TRY IT: In the entries below, filter for the word "OpenAPI" and copy every matching line.

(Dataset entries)

┄┄┄┄┄┄┄┄┄┄┄┄┄┄┄┄┄┄┄┄

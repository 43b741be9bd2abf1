//! Shared HTTP adapter state.
//!
//! Handlers accept this state via `actix_web::web::Data`, so they depend only
//! on domain ports and stay testable without real I/O.

use std::sync::Arc;

use crate::domain::ports::{
    CredentialVerifier, DirectoryCommand, DirectoryQuery, FeedCommand, FeedQuery,
};

/// Dependency bundle for HTTP handlers.
#[derive(Clone)]
pub struct HttpState {
    pub directory: Arc<dyn DirectoryQuery>,
    pub directory_command: Arc<dyn DirectoryCommand>,
    pub feed: Arc<dyn FeedQuery>,
    pub feed_command: Arc<dyn FeedCommand>,
    pub verifier: Arc<dyn CredentialVerifier>,
}
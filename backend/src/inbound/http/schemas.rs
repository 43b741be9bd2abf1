//! OpenAPI schema wrappers for domain types.
//!
//! Domain types stay framework-agnostic by not deriving `ToSchema`; the
//! wrappers here mirror their serialized shape for documentation purposes
//! and live in the adapter layer where framework concerns belong.

use utoipa::ToSchema;

/// OpenAPI schema for [`crate::domain::ErrorCode`].
#[derive(ToSchema)]
#[schema(as = crate::domain::ErrorCode)]
pub enum ErrorCodeSchema {
    /// The request is malformed or fails validation.
    #[schema(rename = "invalid_request")]
    InvalidRequest,
    /// Authentication failed or is missing.
    #[schema(rename = "unauthorized")]
    Unauthorized,
    /// Authenticated but not permitted to perform this action.
    #[schema(rename = "forbidden")]
    Forbidden,
    /// The requested resource does not exist.
    #[schema(rename = "not_found")]
    NotFound,
    /// An unexpected error occurred on the server.
    #[schema(rename = "internal_error")]
    InternalError,
}

/// OpenAPI schema for [`crate::domain::Error`].
#[derive(ToSchema)]
#[schema(as = crate::domain::Error)]
#[expect(
    dead_code,
    reason = "Used only for OpenAPI schema generation via utoipa"
)]
pub struct ErrorSchema {
    /// Stable machine-readable error code.
    #[schema(example = "invalid_request")]
    code: ErrorCodeSchema,
    /// Human-readable message returned to clients.
    #[schema(example = "rating must be an integer between 1 and 5")]
    message: String,
    /// Supplementary error details for clients.
    details: Option<serde_json::Value>,
}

┄┄┄┄┄┄┄┄┄┄┄┄┄┄┄┄┄┄┄┄

RESPONSE TO THE TASK:
//! OpenAPI schema wrappers for domain types.
/// OpenAPI schema for [`crate::domain::ErrorCode`].
/// OpenAPI schema for [`crate::domain::Error`].
    reason = "Used only for OpenAPI schema generation via utoipa"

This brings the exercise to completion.